The Nurse’s Professional Satisfaction questionnaire was built from three standardized tools: PES-NWI, MBI, and one question taken from the Medical Office Survey on Patient Safety developed by AHRQ. In order to determine the influence of working environment conditions on care rationing, the relationship between the variable of nursing care counseling and the characteristics of the working environment was measured by a question from the PES-NWI NWI questionnaire. The independent variables were: occupational burnout of nursing staff, sociodemographic data, working environment conditions of nursing staff, and occurrence of adverse events [9].


The reasons for rationing nursing care include, among others: reductions in medical staff employment, increased patient need for care due to technological advances, more treatment options, and more informed users of health services. A patient who goes to a hospital has higher expectations and is aware that the institution should meet them, not only in terms of professional care, but also good services, e.g., safe hotel services. Such an approach, however, requires greater attention from specialists and at the same time a change in the awareness of system users that not only the drug is important in the recovery process, but also other aspects that determine health [10]. The COVID-19 pandemic situation made it very measurably indicative of what the type of care should be, and that even the most modern drug will not work if there is no one to administer it and there is no place where the patient can receive this drug. Nursing care rationing occurs during the care process at the intersection of the nurse–patient relationship. A constraint can be viewed as the end product of clinical evaluation and decision-making processes when resources are not sufficient to provide all necessary nursing care to all patients. In this case [11], the responsible nurse has no choice but to rationalize certain aspects of the necessary care. Scientific evidence indicates that rationing nursing care is strongly influenced by decisions made by nurses, using their clinical judgment and knowledge of how to allocate already limited resources. In a study conducted among nurses working in Croatia, it was also found that the problem of rationing care by nurses contributes to the low quality of care offered to patients. According to Zhao, the problem of rationing care can be eliminated through good cooperation in the nursing team [12].

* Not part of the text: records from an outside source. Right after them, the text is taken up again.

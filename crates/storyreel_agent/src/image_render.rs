//! Image rendering agent.

use async_trait::async_trait;
use serde_json::{json, Value};
use std::sync::Arc;
use storyreel_core::{AgentResult, AgentStatus, WorkflowConfig};
use storyreel_interface::{Agent, ImageRenderer};
use tracing::{error, info};

const TOOLS: [&str; 3] = ["image_renderer", "output_writer", "retry_scheduler"];

/// Renders one image per enhanced prompt through the image collaborator.
/// Depends on the prompt-generation agent's output.
///
/// Individual prompt failures are recorded per item; the agent itself only
/// fails when its input is unusable.
pub struct ImageRenderAgent {
    status: AgentStatus,
    renderer: Arc<dyn ImageRenderer>,
}

impl ImageRenderAgent {
    /// Create an image-render agent backed by the given renderer.
    pub fn new(renderer: Arc<dyn ImageRenderer>) -> Self {
        Self {
            status: AgentStatus::Idle,
            renderer,
        }
    }
}

#[async_trait]
impl Agent for ImageRenderAgent {
    fn name(&self) -> &str {
        "ImageRenderAgent"
    }

    fn role(&self) -> &str {
        "Image Production Specialist"
    }

    fn goal(&self) -> &str {
        "Render a still image for every segment prompt"
    }

    fn backstory(&self) -> &str {
        "A production artist who turns finished prompts into consistent \
         imagery and keeps the output directory organized"
    }

    fn tools(&self) -> &[&'static str] {
        &TOOLS
    }

    fn status(&self) -> AgentStatus {
        self.status
    }

    fn validate_input(&self, input: &Value) -> bool {
        input
            .get("enhanced_prompts")
            .and_then(Value::as_array)
            .is_some_and(|a| !a.is_empty())
    }

    async fn execute(&mut self, input: Value, config: &WorkflowConfig) -> AgentResult {
        self.status = AgentStatus::Running;

        let Some(prompts) = input.get("enhanced_prompts").and_then(Value::as_array) else {
            self.status = AgentStatus::Failed;
            return AgentResult::failed(self.name(), "no prompts to render");
        };
        if prompts.is_empty() {
            self.status = AgentStatus::Failed;
            return AgentResult::failed(self.name(), "no prompts to render");
        }

        let output_dir = config.output_dir().clone();
        if let Err(e) = std::fs::create_dir_all(&output_dir) {
            self.status = AgentStatus::Failed;
            return AgentResult::failed(
                self.name(),
                format!("cannot create output directory {}: {e}", output_dir.display()),
            );
        }

        let mut generated = Vec::with_capacity(prompts.len());
        let mut rendered = 0usize;
        for prompt in prompts {
            let index = prompt
                .get("segment_index")
                .and_then(Value::as_u64)
                .unwrap_or(0) as usize;
            let text = prompt
                .get("enhanced_prompt")
                .and_then(Value::as_str)
                .unwrap_or_default();
            let path = output_dir.join(format!("image_{index:02}.png"));

            match self.renderer.render(text, &path).await {
                Ok(written) => {
                    rendered += 1;
                    generated.push(json!({
                        "segment_index": index,
                        "status": "success",
                        "image_path": written,
                        "prompt": text,
                    }));
                }
                Err(e) => {
                    error!(index, error = %e, "image render failed");
                    generated.push(json!({
                        "segment_index": index,
                        "status": "failed",
                        "error": e.to_string(),
                        "prompt": text,
                    }));
                }
            }
        }
        info!(
            rendered,
            total = prompts.len(),
            output_dir = %output_dir.display(),
            "image rendering complete"
        );

        self.status = AgentStatus::Completed;
        AgentResult::completed(
            self.name(),
            json!({
                "generated_images": generated,
                "image_count": rendered,
                "output_directory": output_dir,
            }),
        )
    }
}
//! End-to-end pipeline runs against stub collaborators.

use async_trait::async_trait;
use std::path::{Path, PathBuf};
use std::sync::atomic::{AtomicUsize, Ordering};
use std::sync::{Arc, Mutex};
use storyreel::{
    AgentError, AgentErrorKind, AgentRegistry, ImageRenderer, Pipeline, PipelineState,
    SegmentStatus, StateStore, StoryreelResult, TextGenerator, WorkflowConfig,
};

const SCRIPT: &str = "The tide rises slowly over the flats. Birds gather along the \
    waterline in the early light. A fisherman checks his nets one more time. The first \
    boat leaves the harbor before dawn. Gulls follow the wake out past the breakwater. \
    By noon the water has turned and the flats are bare again.";

struct StubText {
    calls: Arc<AtomicUsize>,
}

#[async_trait]
impl TextGenerator for StubText {
    async fn generate(&self, _prompt: &str) -> StoryreelResult<String> {
        self.calls.fetch_add(1, Ordering::SeqCst);
        Ok(SCRIPT.to_string())
    }

    fn provider_name(&self) -> &'static str {
        "stub"
    }

    fn model_name(&self) -> &str {
        "stub-text-v1"
    }
}

struct StubImages {
    calls: Arc<AtomicUsize>,
    fail_segment: Option<&'static str>,
}

#[async_trait]
impl ImageRenderer for StubImages {
    async fn render(&self, _prompt: &str, output_path: &Path) -> StoryreelResult<PathBuf> {
        self.calls.fetch_add(1, Ordering::SeqCst);
        if let Some(marker) = self.fail_segment {
            if output_path.to_string_lossy().contains(marker) {
                return Err(AgentError::new(AgentErrorKind::ExecutionFailed {
                    agent: "stub".to_string(),
                    message: "render backend unavailable".to_string(),
                })
                .into());
            }
        }
        std::fs::write(output_path, b"png").map_err(|e| {
            AgentError::new(AgentErrorKind::ExecutionFailed {
                agent: "stub".to_string(),
                message: e.to_string(),
            })
        })?;
        Ok(output_path.to_path_buf())
    }

    fn provider_name(&self) -> &'static str {
        "stub"
    }

    fn model_name(&self) -> &str {
        "stub-image-v1"
    }
}

fn registry(fail_segment: Option<&'static str>) -> (AgentRegistry, Arc<AtomicUsize>, Arc<AtomicUsize>) {
    let text_calls = Arc::new(AtomicUsize::new(0));
    let image_calls = Arc::new(AtomicUsize::new(0));
    let registry = AgentRegistry::new(
        Arc::new(StubText {
            calls: Arc::clone(&text_calls),
        }),
        Arc::new(StubImages {
            calls: Arc::clone(&image_calls),
            fail_segment,
        }),
    );
    (registry, text_calls, image_calls)
}

fn config(target: i32) -> WorkflowConfig {
    WorkflowConfig::builder()
        .target_segments(target)
        .build()
        .unwrap()
}

#[tokio::test]
async fn generate_content_produces_all_artifacts() {
    let dir = tempfile::tempdir().unwrap();
    let (registry, text_calls, image_calls) = registry(None);
    let pipeline = Pipeline::new(registry);

    let report = pipeline
        .generate_content(
            "ocean tides",
            "educational",
            dir.path(),
            Some("Ocean Tides"),
            Some(config(3)),
        )
        .await;

    assert!(report.is_completed(), "report: {report:?}");
    assert!(report.project_slug().starts_with("Ocean_Tides_"));
    assert_eq!(*report.segments_processed(), 3);
    assert_eq!(text_calls.load(Ordering::SeqCst), 1);
    assert_eq!(image_calls.load(Ordering::SeqCst), 3);

    let project_dir = report.output_dir();
    assert!(project_dir.join("state.json").exists());
    assert!(project_dir.join("transcript.txt").exists());
    assert!(project_dir.join("segments.json").exists());
    assert!(project_dir.join("manifest.json").exists());
    for n in 1..=3 {
        let segment_dir = project_dir.join(format!("segment_{n:02}"));
        assert!(segment_dir.join("script.txt").exists());
        assert!(segment_dir.join("prompt.txt").exists());
        assert!(segment_dir.join(format!("image_{n:02}.png")).exists());
    }

    let transcript = std::fs::read_to_string(project_dir.join("transcript.txt")).unwrap();
    assert!(transcript.contains("The tide rises"));

    let manifest = report.manifest();
    assert_eq!(manifest["statistics"]["total_segments"], 3);
    assert_eq!(manifest["statistics"]["success_rate"], 1.0);

    let state = StateStore::new(project_dir.join("state.json")).load().unwrap();
    assert!(state.all_segments_completed());
}

#[tokio::test]
async fn one_failing_segment_does_not_stop_its_siblings() {
    let dir = tempfile::tempdir().unwrap();
    let (registry, _, _) = registry(Some("segment_03"));
    let pipeline = Pipeline::new(registry);

    let report = pipeline
        .generate_content("ocean tides", "educational", dir.path(), None, Some(config(5)))
        .await;

    assert!(report.is_completed());
    let state: PipelineState = StateStore::new(report.state_file().clone()).load().unwrap();
    assert_eq!(*state.completed_segments(), 4);
    assert_eq!(*state.failed_segments(), 1);

    let failed = &state.segments()["segment_03"];
    assert_eq!(*failed.status(), SegmentStatus::Failed);
    assert!(failed
        .error_message()
        .as_deref()
        .unwrap()
        .contains("render backend unavailable"));

    for n in [1, 2, 4, 5] {
        assert!(report
            .output_dir()
            .join(format!("segment_{n:02}/image_{n:02}.png"))
            .exists());
    }
    assert!(!report.output_dir().join("segment_03/image_03.png").exists());

    let manifest = report.manifest();
    let rate = manifest["statistics"]["success_rate"].as_f64().unwrap();
    assert!((rate - 4.0 / 5.0).abs() < 1e-9);
}

#[tokio::test]
async fn invalid_config_yields_an_error_report_without_collaborator_calls() {
    let dir = tempfile::tempdir().unwrap();
    let (registry, text_calls, image_calls) = registry(None);
    let pipeline = Pipeline::new(registry);

    let report = pipeline
        .generate_content("ocean tides", "educational", dir.path(), None, Some(config(-1)))
        .await;

    assert_eq!(report.status(), "error");
    assert!(report
        .error()
        .as_deref()
        .unwrap()
        .contains("target_segments"));
    assert_eq!(text_calls.load(Ordering::SeqCst), 0);
    assert_eq!(image_calls.load(Ordering::SeqCst), 0);
}

#[tokio::test]
async fn progress_milestones_are_monotonic_and_end_at_one_hundred() {
    let dir = tempfile::tempdir().unwrap();
    let (registry, _, _) = registry(None);
    let updates: Arc<Mutex<Vec<(String, f32)>>> = Arc::new(Mutex::new(Vec::new()));
    let sink_updates = Arc::clone(&updates);
    let pipeline = Pipeline::new(registry).with_progress(move |message: &str, percent: f32| {
        sink_updates
            .lock()
            .unwrap()
            .push((message.to_string(), percent));
    });

    let report = pipeline
        .generate_content("ocean tides", "educational", dir.path(), None, Some(config(3)))
        .await;
    assert!(report.is_completed());

    let updates = updates.lock().unwrap();
    let percents: Vec<f32> = updates.iter().map(|(_, p)| *p).collect();
    assert_eq!(percents.first(), Some(&0.0));
    assert_eq!(percents.last(), Some(&100.0));
    assert!(percents.windows(2).all(|w| w[0] <= w[1]), "{percents:?}");
    assert!(percents.contains(&25.0));
    assert!(percents.contains(&40.0));
}

#[tokio::test]
async fn transcript_failure_is_fatal_and_reported() {
    struct BrokenText;

    #[async_trait]
    impl TextGenerator for BrokenText {
        async fn generate(&self, _prompt: &str) -> StoryreelResult<String> {
            Err(AgentError::new(AgentErrorKind::ExecutionFailed {
                agent: "stub".to_string(),
                message: "quota exhausted".to_string(),
            })
            .into())
        }

        fn provider_name(&self) -> &'static str {
            "stub"
        }

        fn model_name(&self) -> &str {
            "broken-v1"
        }
    }

    let dir = tempfile::tempdir().unwrap();
    let (working, _, _) = registry(None);
    let registry = AgentRegistry::new(Arc::new(BrokenText), working.image_renderer());
    let pipeline = Pipeline::new(registry);

    let report = pipeline
        .generate_content("ocean tides", "educational", dir.path(), None, Some(config(3)))
        .await;

    assert_eq!(report.status(), "error");
    assert!(report.error().as_deref().unwrap().contains("quota exhausted"));
    // The failure is checkpointed before the report is returned.
    let state = StateStore::new(report.state_file().clone()).load().unwrap();
    assert_eq!(format!("{}", state.status()), "failed");
}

Care rationing occurs in all studied internal medicine departments; however, the level of this phenomenon varies significantly between the analyzed units. Care rationalization is correlated with the occurrence of adverse events among patients, with a lower assessment of working conditions in the ward, and, moreover, with a higher risk of emotional exhaustion and depersonalization among nursing staff. In order to better understand the phenomenon, the research should be continued in departments with different specialties and extended to a larger area. However, the conducted research indicates that the phenomenon of nursing care rationing occurs. The management of the nursing teams should take steps to reduce the side effects of emotional exhaustion and depersonalization among the nursing staff.